When I was a young school kid (1960s and 1970s), we had a family in our neighborhood. The ‘head of the household’ was M. He worked as police constable. However, since he was physically rather unfit for actual police work, he was employed at the home of the Inspector of his station as a domestic help – taking the boss’s children to and from school, shop for vegetables and provisions, etc. On pay-day (1st working day of the month) was the only day we saw him in uniform – going to the station to collect his salary. Under the circumstances, he was never eligible for any merit-linked pay raises, bonuses etc. but only whatever increases may have happened automatically year to year – which was meager anyway. He was kept on the job partly on ‘compassionate grounds.’

On ‘compassionate grounds’, because he had a very large family. This was a tricky situation. Low income, low social standing, but large family consisting of girls – by the standards of those times, this was a dire situation. Each girl had to be eventually ‘married off’ properly (i.e., dowry, wedding expenses, etc.) for which he could not save, as the salary was not enough even to meet monthly expenses.

M’s wife (“maami” as we called her; a respectful Tamizh term meaning “aunty”) used to work in the kitchens of the neighborhood families to get some income to add to the family’s treasury. This, too, was not a whole lot.

I say all these to give you some idea of the domestic financial situation.

So, at one point, when she got admitted to the local government hospital for delivery of her 7th or 8th child, the doctor suggested that she undergo surgery so that she could stop having children. The doctor’s argument was purely economic – you are poor, why do you keep having children? Maami’s response was that she would not dream of doing such a thing; children were God’s gifts.

Here you see two viewpoints: children as divine gifts (Maami’s view), and children as financial burdens (the doctor’s view).

The Government of India has been trying to reduce the rate of growth of the population by trying to reduce the birth rate (i.e., number of children born per 1,000 population). For several decades, especially in the 1960s and 1970s, there was a large campaign trying to convince people to have no more than two children, regardless of their gender.

Numbers and geography

How many children are being born? How many of them are male and how many are female? What is the age difference between a child and its immediate siblings? Who are the child’s parents? These are vital data that can tell us about the increases (or decreases) in the population.
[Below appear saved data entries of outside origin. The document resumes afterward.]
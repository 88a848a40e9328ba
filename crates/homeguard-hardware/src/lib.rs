//! Sensor and output abstractions for the homeguard appliance.
//!
//! This crate defines the contracts the monitor loops rely on: a binary
//! motion sensor, a polled distance sensor, a proximity card reader, and an
//! indicator output. Mock implementations make the whole alarm pipeline
//! testable off-device; the `gpio` feature adds Raspberry Pi drivers.
//!
//! # Design
//!
//! - **Async inputs**: sensor waits and reads are native `async fn` in traits.
//! - **Enum dispatch**: [`devices`] wraps each sensor family in an enum so the
//!   loops can be spawned as concrete, `Send` tasks.
//! - **Sync output**: [`Indicator`] is object-safe and non-blocking so it can be
//!   switched while the shared state lock is held.
//!
//! # Example
//!
//! ```no_run
//! use homeguard_hardware::traits::{DistanceSensor, MotionSensor};
//! use homeguard_hardware::Result;
//!
//! async fn watch<M: MotionSensor, D: DistanceSensor>(pir: &mut M, ranger: &mut D) -> Result<f64> {
//!     pir.wait_for_presence().await?;
//!     ranger.read_distance().await
//! }
//! ```

pub mod devices;
pub mod error;
#[cfg(feature = "gpio")]
pub mod gpio;
pub mod mfrc522;
pub mod mock;
pub mod traits;
pub mod types;

pub use error::{HardwareError, Result};
pub use traits::{CardReader, DistanceSensor, Indicator, MotionSensor};
pub use types::{CardRead, DeviceInfo};

pub use devices::{AnyCardReader, AnyDistanceSensor, AnyMotionSensor};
These data also help us understand how many young persons are in our population. The crucial aspect also is to know the geography of these data – where are the children being born, what is the size of the existing population there, and so on.

Should there be more schools? More hospitals? What kind of medical services should be provided? How many girl and boy children are there in every area?  Many of these children will start seeking jobs when they reach a certain age – what kind of jobs can we educate them for?

Over time, in each area, what are the rates at which populations have increased or decreased? How has the proportion of males and females changed? These are just some of the questions that the census helps us answer to a large extent. Answering such questions require population data.

How do we find these numbers out? You probably have a birth certificate. Every birth certificate is a record of the live birth of a child. For many decades, parents never sought or got birth certificates. This was because parents didn’t understand the importance of having one, or the government didn’t insist on these certificates. In recent decades it has become more common for births to be recorded properly and officially.

How do we know how many children are going to school? Well, when you joined your school, you probably had to provide a copy of your birth certificate at some point. Now the school you attended has a record of your joining and leaving. At some point, those data get into the census process and we end up with an overall picture of the nation as a whole.

Before birth certificates became this common, admission to nursery or class 1 was based on whatever date the parents or guardians gave on the application form, or recorded in the school register. There was no way to verify if this was correct or not. I have known of many cases where this was the case. (In many of these cases, people had to get a certificate from the City Corporation saying that there was no birth certificate for that person – a no-certificate certificate!)

For your generation, the proof of your date of birth is the birth certificate. For people of a few earlier generations, the ‘proof’ was the Class 10 board exam  marks report which had our date of birth on it. Where did that date come from? Not necessarily the hospital! It was what parents/guardians had claimed – but not necessarily verified.

Next time, let us look at pyramids and their connection to populations.

Things you can do:

  1. You have seen two viewpoints – the doctor’s and Maami’s – about the number of children that Maami had. What is your opinion? You could organize a discussion in your geography class with your teacher to help moderate it.
  2. Find out some of the reasons for people opting to have more number of children or fewer children. You can make this also part of your discussion.
  3. Do you have a birth certificate? If yes, look at the details that are recorded in it. Examine how all the information there becomes geographic information.
  4. Construct a family tree for yourself. How many generations back can you trace your ancestry? For how many of these are you able to record the date of birth? If there are no birth certificates for some of the people in that tree, find out why not.
  5. In that family tree, observe how many children each couple in each generation had. Over the number of generations that you recorded, has the number of children per couple generally increased or decreased?

(A version of this article appeared in the Deccan Herald Student Edition on 25 September 2014.)